--- GIVEN INFORMATION Enclosed Below ---

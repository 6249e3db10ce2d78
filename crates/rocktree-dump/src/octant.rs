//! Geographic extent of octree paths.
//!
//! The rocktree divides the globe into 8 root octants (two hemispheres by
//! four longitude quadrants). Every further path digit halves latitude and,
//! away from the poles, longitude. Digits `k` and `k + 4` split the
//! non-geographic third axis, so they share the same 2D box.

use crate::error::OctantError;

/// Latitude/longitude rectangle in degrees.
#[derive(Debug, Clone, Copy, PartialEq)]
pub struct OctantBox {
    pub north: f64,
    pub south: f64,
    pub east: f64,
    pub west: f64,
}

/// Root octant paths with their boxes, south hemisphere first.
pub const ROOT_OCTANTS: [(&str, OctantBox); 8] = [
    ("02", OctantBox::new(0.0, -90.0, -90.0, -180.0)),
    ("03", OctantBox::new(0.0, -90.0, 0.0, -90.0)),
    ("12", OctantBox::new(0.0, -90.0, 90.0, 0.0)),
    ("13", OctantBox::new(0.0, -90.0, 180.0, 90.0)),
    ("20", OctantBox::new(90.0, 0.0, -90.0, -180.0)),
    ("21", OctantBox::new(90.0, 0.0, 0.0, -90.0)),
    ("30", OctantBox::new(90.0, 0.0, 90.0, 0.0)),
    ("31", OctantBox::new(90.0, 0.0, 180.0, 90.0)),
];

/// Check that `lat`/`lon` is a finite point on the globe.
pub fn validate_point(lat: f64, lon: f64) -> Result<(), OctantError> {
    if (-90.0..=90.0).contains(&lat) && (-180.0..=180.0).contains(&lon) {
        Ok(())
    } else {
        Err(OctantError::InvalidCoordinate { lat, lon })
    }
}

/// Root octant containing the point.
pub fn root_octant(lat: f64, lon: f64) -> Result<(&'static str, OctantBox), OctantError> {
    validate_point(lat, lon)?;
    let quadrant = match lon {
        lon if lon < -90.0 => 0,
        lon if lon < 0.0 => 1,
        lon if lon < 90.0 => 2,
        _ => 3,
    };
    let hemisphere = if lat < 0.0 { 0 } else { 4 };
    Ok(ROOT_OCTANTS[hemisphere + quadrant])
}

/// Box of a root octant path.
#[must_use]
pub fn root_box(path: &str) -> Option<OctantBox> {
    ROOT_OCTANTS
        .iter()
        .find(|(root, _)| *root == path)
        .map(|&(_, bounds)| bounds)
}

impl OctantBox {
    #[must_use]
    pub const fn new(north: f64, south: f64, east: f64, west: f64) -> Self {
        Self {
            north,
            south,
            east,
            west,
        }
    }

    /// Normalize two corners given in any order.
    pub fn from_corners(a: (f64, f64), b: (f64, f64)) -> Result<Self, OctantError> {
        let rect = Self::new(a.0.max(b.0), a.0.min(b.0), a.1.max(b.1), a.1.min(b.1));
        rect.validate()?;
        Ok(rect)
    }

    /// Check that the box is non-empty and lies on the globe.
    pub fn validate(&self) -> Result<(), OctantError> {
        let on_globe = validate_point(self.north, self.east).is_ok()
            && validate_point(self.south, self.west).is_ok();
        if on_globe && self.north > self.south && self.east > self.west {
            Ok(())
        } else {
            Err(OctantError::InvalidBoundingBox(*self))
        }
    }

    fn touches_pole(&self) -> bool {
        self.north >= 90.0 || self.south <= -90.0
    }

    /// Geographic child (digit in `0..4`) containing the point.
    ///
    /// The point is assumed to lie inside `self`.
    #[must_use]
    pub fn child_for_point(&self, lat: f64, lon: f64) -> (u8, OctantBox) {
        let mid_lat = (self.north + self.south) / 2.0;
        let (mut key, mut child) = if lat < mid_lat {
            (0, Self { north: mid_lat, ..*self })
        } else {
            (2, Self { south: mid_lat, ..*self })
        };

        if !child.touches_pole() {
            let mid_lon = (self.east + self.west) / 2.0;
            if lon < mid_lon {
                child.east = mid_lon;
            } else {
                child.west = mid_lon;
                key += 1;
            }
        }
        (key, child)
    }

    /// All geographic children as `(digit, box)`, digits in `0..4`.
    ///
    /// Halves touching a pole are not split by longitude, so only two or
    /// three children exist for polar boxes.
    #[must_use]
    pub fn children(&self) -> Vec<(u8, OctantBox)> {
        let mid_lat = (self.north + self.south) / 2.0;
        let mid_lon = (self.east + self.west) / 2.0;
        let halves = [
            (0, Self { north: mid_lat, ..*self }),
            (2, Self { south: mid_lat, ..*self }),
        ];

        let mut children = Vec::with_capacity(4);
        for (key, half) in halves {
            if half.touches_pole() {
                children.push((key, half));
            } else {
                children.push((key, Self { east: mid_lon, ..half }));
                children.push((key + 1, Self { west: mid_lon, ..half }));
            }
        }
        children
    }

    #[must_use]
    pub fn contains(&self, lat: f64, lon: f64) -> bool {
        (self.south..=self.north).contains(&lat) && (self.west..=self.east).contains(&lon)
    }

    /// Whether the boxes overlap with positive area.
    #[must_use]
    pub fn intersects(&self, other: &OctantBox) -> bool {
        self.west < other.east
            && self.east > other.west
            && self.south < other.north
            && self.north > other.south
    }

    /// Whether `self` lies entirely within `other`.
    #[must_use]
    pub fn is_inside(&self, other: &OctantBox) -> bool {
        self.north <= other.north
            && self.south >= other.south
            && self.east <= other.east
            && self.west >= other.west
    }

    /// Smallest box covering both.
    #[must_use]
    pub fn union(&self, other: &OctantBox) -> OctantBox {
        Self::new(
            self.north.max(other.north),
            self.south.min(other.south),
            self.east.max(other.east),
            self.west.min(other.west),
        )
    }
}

--- End of Enclosed GIVEN INFORMATION ---
--- GIVEN INFORMATION Enclosed Below ---

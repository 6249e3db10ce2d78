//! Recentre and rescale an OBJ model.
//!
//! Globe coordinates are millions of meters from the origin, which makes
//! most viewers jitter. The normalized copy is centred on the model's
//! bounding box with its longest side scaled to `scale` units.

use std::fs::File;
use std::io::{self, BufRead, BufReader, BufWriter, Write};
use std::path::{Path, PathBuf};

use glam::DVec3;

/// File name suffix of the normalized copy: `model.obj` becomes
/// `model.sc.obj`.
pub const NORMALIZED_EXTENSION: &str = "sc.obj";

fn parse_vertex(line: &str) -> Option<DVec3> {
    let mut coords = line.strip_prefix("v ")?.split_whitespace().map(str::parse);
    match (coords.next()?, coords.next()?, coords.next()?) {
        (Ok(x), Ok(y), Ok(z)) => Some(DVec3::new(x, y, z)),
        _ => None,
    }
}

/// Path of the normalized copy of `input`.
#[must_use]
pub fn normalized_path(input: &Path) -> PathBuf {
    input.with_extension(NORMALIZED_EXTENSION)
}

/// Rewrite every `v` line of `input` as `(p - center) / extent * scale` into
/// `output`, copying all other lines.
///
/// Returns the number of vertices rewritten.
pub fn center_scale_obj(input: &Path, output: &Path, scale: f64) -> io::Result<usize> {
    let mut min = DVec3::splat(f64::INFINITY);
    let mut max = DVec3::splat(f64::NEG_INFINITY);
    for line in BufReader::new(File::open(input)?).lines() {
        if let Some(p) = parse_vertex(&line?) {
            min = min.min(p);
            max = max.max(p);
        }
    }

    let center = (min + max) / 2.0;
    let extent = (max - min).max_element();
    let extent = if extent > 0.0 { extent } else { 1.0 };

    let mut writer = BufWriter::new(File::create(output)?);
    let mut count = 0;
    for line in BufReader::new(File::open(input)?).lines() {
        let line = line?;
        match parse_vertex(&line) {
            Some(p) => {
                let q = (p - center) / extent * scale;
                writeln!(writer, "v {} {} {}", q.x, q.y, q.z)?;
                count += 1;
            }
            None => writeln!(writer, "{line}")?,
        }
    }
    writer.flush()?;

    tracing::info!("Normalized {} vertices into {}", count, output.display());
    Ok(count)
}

--- End of Enclosed GIVEN INFORMATION ---
--- GIVEN INFORMATION Enclosed Below ---

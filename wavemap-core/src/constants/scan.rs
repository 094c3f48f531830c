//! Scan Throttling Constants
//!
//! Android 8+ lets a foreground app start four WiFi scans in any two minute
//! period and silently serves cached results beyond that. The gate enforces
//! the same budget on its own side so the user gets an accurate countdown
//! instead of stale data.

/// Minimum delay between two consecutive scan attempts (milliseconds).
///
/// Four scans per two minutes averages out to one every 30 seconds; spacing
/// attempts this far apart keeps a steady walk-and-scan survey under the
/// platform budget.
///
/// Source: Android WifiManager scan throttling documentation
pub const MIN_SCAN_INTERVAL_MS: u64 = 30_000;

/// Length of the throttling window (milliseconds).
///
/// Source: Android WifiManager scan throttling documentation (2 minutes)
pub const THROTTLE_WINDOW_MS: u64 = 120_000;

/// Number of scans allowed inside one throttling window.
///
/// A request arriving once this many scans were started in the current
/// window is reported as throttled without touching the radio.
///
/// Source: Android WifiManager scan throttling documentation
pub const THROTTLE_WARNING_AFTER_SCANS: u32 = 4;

--- End of Enclosed GIVEN INFORMATION ---

## TASK ITEM
Using the data above, extract exactly the lines from the one that holds "children.push((key + 1, Self" to the one that holds "lies entirely within", both ends included, and no others.

## THE COMPLETED TASK
                children.push((key + 1, Self { west: mid_lon, ..half }));
            }
        }
        children
    }

    #[must_use]
    pub fn contains(&self, lat: f64, lon: f64) -> bool {
        (self.south..=self.north).contains(&lat) && (self.west..=self.east).contains(&lon)
    }

    /// Whether the boxes overlap with positive area.
    #[must_use]
    pub fn intersects(&self, other: &OctantBox) -> bool {
        self.west < other.east
            && self.east > other.west
            && self.south < other.north
            && self.north > other.south
    }

    /// Whether `self` lies entirely within `other`.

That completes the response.